Only marginally adapted from Le Ricette Regionali Italiane by Anna Gosetti della Salda

Spinach, 1 kg
polenta flour, 140 g
plain flour, 80g
minced lardo or crumbled sausage meat or chopped pancetta or butter, 80 g
meat broth, 2 lt (or water), hot
garlic, 2 cloves
olive oil;

Steam the spinach, drain, squeeze it dry and chop up. In a soup pot, melt the chosen fat and a little olive oil with the garlic. Remove the garlic when it is golden – do not overdo it. Add the spinach and let it absorb the fat. Add the two flours and stir well. Gradually add the hot liquid, whisking all the time. Cook very slowly for about 45/60 minutes – it really depends on the type of polenta flour one is using. Serve with black pepper.

In some contemporary versions I have seen lardo AND crumbled sausage meat being used together – a bit OTT, perhaps.




9 thoughts on “Paparot (Polenta and spinach soup from Friuli Venezia Giulia)

  1. thanks to our mutual friend John I now follow you as well 🙂 Enjoyed this soup a few times in Italy but now I am happy to try your recipe.
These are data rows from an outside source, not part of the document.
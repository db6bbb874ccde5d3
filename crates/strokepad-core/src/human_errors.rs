// SPDX-License-Identifier: PMPL-1.0-or-later
// Copyright (c) 2026 Jonathan D.A. Jewell (hyperpolymath) <jonathan.jewell@open.ac.uk>
//
// Short, friendly error messages for the sketchpad display.
//
// Every technical error is mapped to one line of plain English plus a
// suggestion. The severity drives how the app presents it.

use crate::error::StrokepadError;

/// Severity of an error from the user's perspective.
#[derive(Debug, Clone, Copy, PartialEq, Eq)]
pub enum Severity {
    /// Retrying the same action may succeed.
    Transient,
    /// The user must do something first (usually: draw something).
    ActionRequired,
    /// A build, configuration or programming fault; retrying will not help.
    Permanent,
}

/// A human-readable error with a plain English message and a suggestion.
#[derive(Debug, Clone)]
pub struct HumanError {
    /// One-line summary.
    pub message: String,
    /// What the user should try.
    pub suggestion: String,
    /// Whether the app may simply try again.
    pub retriable: bool,
    pub severity: Severity,
}

/// Convert a `StrokepadError` into something a person at the touchscreen can act on.
pub fn humanize_error(err: &StrokepadError) -> HumanError {
    match err {
        StrokepadError::EmptyImage => HumanError {
            message: "Nothing was drawn.".into(),
            suggestion: "Draw a digit on the screen, then press the button.".into(),
            retriable: false,
            severity: Severity::ActionRequired,
        },

        StrokepadError::InvalidDimensions { width, height } => HumanError {
            message: "The drawing is too small to read.".into(),
            suggestion: format!("Draw a bigger digit and try again. (Size: {width}x{height})"),
            retriable: false,
            severity: Severity::ActionRequired,
        },

        StrokepadError::OutOfBounds { .. } | StrokepadError::ShapeMismatch { .. } => HumanError {
            message: "Something went wrong while preparing the drawing.".into(),
            suggestion: format!("Clear the screen and start again. ({err})"),
            retriable: false,
            severity: Severity::Permanent,
        },

        StrokepadError::Config(detail) => HumanError {
            message: "The settings file is not valid.".into(),
            suggestion: format!("Fix or delete config.json to restore the defaults. ({detail})"),
            retriable: false,
            severity: Severity::Permanent,
        },

        StrokepadError::Inference(detail) => HumanError {
            message: "The digit could not be recognised.".into(),
            suggestion: format!("Try drawing it again. ({detail})"),
            retriable: true,
            severity: Severity::Transient,
        },

        StrokepadError::EngineUnavailable => HumanError {
            message: "Digit recognition is not available on this device.".into(),
            suggestion: "The normalized drawing is still shown.".into(),
            retriable: false,
            severity: Severity::Permanent,
        },

        StrokepadError::Io(io_err) => HumanError {
            message: "A file could not be read or written.".into(),
            suggestion: format!("Check the file exists and is readable. ({io_err})"),
            retriable: true,
            severity: Severity::Transient,
        },

        StrokepadError::Serialization(detail) => HumanError {
            message: "A file has an unexpected format.".into(),
            suggestion: format!("Check the JSON syntax. ({detail})"),
            retriable: false,
            severity: Severity::Permanent,
        },
    }
}
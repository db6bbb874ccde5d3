// SPDX-License-Identifier: PMPL-1.0-or-later
// Copyright (c) 2026 Jonathan D.A. Jewell (hyperpolymath) <jonathan.jewell@open.ac.uk>
//
// Recorded touch samples.
//
// A recording is a JSON array of `{ "x": .., "y": .. }` objects in the order
// the touch panel reported them, e.g. as captured from the device's serial
// log.

use std::path::Path;

use strokepad_core::error::Result;
use strokepad_core::types::TouchPoint;
use tracing::{info, instrument};

/// Load a recording from disk.
#[instrument(skip_all, fields(path = %path.as_ref().display()))]
pub fn load_samples(path: impl AsRef<Path>) -> Result<Vec<TouchPoint>> {
    let data = std::fs::read_to_string(path.as_ref())?;
    let samples = parse_samples(&data)?;
    info!(samples = samples.len(), "Touch recording loaded");
    Ok(samples)
}

pub fn parse_samples(json: &str) -> Result<Vec<TouchPoint>> {
    Ok(serde_json::from_str(json)?)
}

#[cfg(test)]
mod tests {
    use super::*;
    use strokepad_core::error::StrokepadError;

    #[test]
    fn parses_point_list() {
        let samples = parse_samples(r#"[{"x": 10, "y": 20}, {"x": -3, "y": 241}]"#).unwrap();
        assert_eq!(samples, vec![TouchPoint::new(10, 20), TouchPoint::new(-3, 241)]);
    }

    #[test]
    fn malformed_json_is_serialization_error() {
        assert!(matches!(
            parse_samples(r#"[{"x": 10}]"#),
            Err(StrokepadError::Serialization(_))
        ));
    }

    #[test]
    fn loads_from_file() {
        let dir = tempfile::tempdir().unwrap();
        let path = dir.path().join("seven.json");
        std::fs::write(&path, r#"[{"x": 1, "y": 2}]"#).unwrap();
        assert_eq!(load_samples(&path).unwrap(), vec![TouchPoint::new(1, 2)]);
    }
}
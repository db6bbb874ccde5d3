// SPDX-License-Identifier: PMPL-1.0-or-later
// Copyright (c) 2026 Jonathan D.A. Jewell (hyperpolymath) <jonathan.jewell@open.ac.uk>
//
// Single-channel pixel element types.

use std::fmt::Debug;

/// A non-negative single-channel intensity.
///
/// `INK` is the value drawing primitives write (255 for every type, matching
/// an 8-bit canvas). Blur arithmetic goes through `f32`; `from_f32` truncates
/// toward zero and saturates for integer types.
pub trait Intensity: Copy + PartialOrd + Debug + 'static {
    const ZERO: Self;
    const INK: Self;

    fn to_f32(self) -> f32;
    fn from_f32(value: f32) -> Self;

    /// Strictly positive pixels are foreground.
    #[inline]
    fn is_foreground(self) -> bool {
        self > Self::ZERO
    }
}

macro_rules! impl_intensity {
    ($($ty:ty => $zero:expr, $ink:expr);* $(;)?) => {
        $(
            impl Intensity for $ty {
                const ZERO: Self = $zero;
                const INK: Self = $ink;

                #[inline]
                fn to_f32(self) -> f32 {
                    self as f32
                }

                #[inline]
                fn from_f32(value: f32) -> Self {
                    value as $ty
                }
            }
        )*
    };
}

impl_intensity! {
    u8 => 0, 255;
    u16 => 0, 255;
    i32 => 0, 255;
    f32 => 0.0, 255.0;
}
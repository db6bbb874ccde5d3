// SPDX-License-Identifier: PMPL-1.0-or-later
// Copyright (c) 2026 Jonathan D.A. Jewell (hyperpolymath) <jonathan.jewell@open.ac.uk>
//
// Strokepad — Inference engine bridge.
//
// Defines the contract between the normalization pipeline and whatever
// evaluates the classifier (a compiled graph on a microcontroller, a desktop
// runtime, a test double), plus the fallback used when no engine is built in.

pub mod stub;
pub mod traits;

pub use stub::StubEngine;
pub use traits::InferenceEngine;

/// The inference engine compiled into this build.
///
/// No model runtime ships with the crate, so this is always the stub; real
/// engines are handed to the sketchpad directly by the embedding application.
pub fn inference_engine() -> Box<dyn traits::InferenceEngine> {
    Box::new(stub::StubEngine)
}
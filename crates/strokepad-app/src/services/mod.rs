// SPDX-License-Identifier: PMPL-1.0-or-later
// Copyright (c) 2026 Jonathan D.A. Jewell (hyperpolymath) <jonathan.jewell@open.ac.uk>
//
// Service layer — configuration and stroke-file loading for the replay tool.

pub mod app_services;
pub mod data_dir;
pub mod strokes;
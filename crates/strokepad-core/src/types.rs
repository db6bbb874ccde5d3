// SPDX-License-Identifier: PMPL-1.0-or-later
// Copyright (c) 2026 Jonathan D.A. Jewell (hyperpolymath) <jonathan.jewell@open.ac.uk>
//
// Core value types for Strokepad.

use serde::{Deserialize, Serialize};

/// Smallest axis-aligned rectangle containing every foreground pixel.
///
/// All four bounds are inclusive pixel coordinates.
#[derive(Debug, Clone, Copy, PartialEq, Eq, Serialize, Deserialize)]
pub struct BoundingBox {
    pub x_min: usize,
    pub y_min: usize,
    pub x_max: usize,
    pub y_max: usize,
}

impl BoundingBox {
    /// Whether `(x, y)` lies inside the box (edges included).
    pub fn contains(&self, x: usize, y: usize) -> bool {
        x >= self.x_min && x <= self.x_max && y >= self.y_min && y <= self.y_max
    }
}

impl std::fmt::Display for BoundingBox {
    fn fmt(&self, f: &mut std::fmt::Formatter<'_>) -> std::fmt::Result {
        write!(
            f,
            "{}, {}, {}, {}",
            self.x_min, self.y_min, self.x_max, self.y_max
        )
    }
}

/// Truncated mean position of all foreground pixels.
#[derive(Debug, Clone, Copy, PartialEq, Eq, Serialize, Deserialize)]
pub struct Centroid {
    pub x: usize,
    pub y: usize,
}

/// Logical width/height override layered over a buffer's native shape.
///
/// Used after the backing storage has been resized for a different view (for
/// example flattened to `1 x N` for inference) while callers still want to
/// address it as a 2D grid.
#[derive(Debug, Clone, Copy, Default, PartialEq, Eq)]
pub struct LogicalShape {
    dims: Option<(usize, usize)>,
}

impl LogicalShape {
    /// No override: dimensions come from the backing storage.
    pub const NATIVE: Self = Self { dims: None };

    /// Override the reported dimensions with `width` x `height`.
    pub fn overridden(width: usize, height: usize) -> Self {
        Self {
            dims: Some((width, height)),
        }
    }

    pub fn is_overridden(&self) -> bool {
        self.dims.is_some()
    }

    /// The override, if one is set.
    pub fn dims(&self) -> Option<(usize, usize)> {
        self.dims
    }

    /// Resolve to `(width, height)`, preferring the override over `native`.
    pub fn resolve(&self, native: [usize; 2]) -> (usize, usize) {
        self.dims.unwrap_or((native[0], native[1]))
    }
}

/// A single touch sample in canvas coordinates.
///
/// Coordinates are signed because touch panels can report points slightly
/// outside the drawable area; drawing clips them.
#[derive(Debug, Clone, Copy, PartialEq, Eq, Serialize, Deserialize)]
pub struct TouchPoint {
    pub x: i32,
    pub y: i32,
}

impl TouchPoint {
    pub fn new(x: i32, y: i32) -> Self {
        Self { x, y }
    }
}

/// Class label read back from the inference engine.
#[derive(Debug, Clone, Copy, PartialEq, Eq, Serialize, Deserialize)]
pub struct Prediction {
    pub label: i32,
}

impl Prediction {
    /// The label as a single display character ('0'..='9'), if it is a digit.
    pub fn as_digit(&self) -> Option<char> {
        u32::try_from(self.label)
            .ok()
            .and_then(|label| char::from_digit(label, 10))
    }
}

impl std::fmt::Display for Prediction {
    fn fmt(&self, f: &mut std::fmt::Formatter<'_>) -> std::fmt::Result {
        write!(f, "{}", self.label)
    }
}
Anything with spinach I love anyway. Grazie, Stefano – Carina


    1. ciao carina. thanks for the “fiducia”, as we say in Italian – let me know if u develop the recipe with new twists and ideas… by for now, stefano


  2. A rather late hello from a very hot Australia! John has just passed on your recipe of paparot. Not only will it be made soonest but, I am afraid, you have a new reader. Methinks I’ll learn lots!


    1. hi there Eha… I look forward to the Australian version of paparot (I know I might sound generic – my apologies- but in general I like very much a sort of easy, Australian, Donna Hay attitude to food – rather unpretentious and imaginative), ciao from London, stefano


  3. This sounds like a perfect dish, Stefano. WIth my diet still restricted, I’m on the lookout for tasty soups and this one would certainly be welcomed. I’ve been enjoying ribollita lately but paparot seems heartier. Best of al, it’s easy enough to prepare. I’ll definitely give it a try in the days ahead. Thanks for sharing another great recipe.
    I hope 2017 brings you much joy, peace, and prosperity, Stefano.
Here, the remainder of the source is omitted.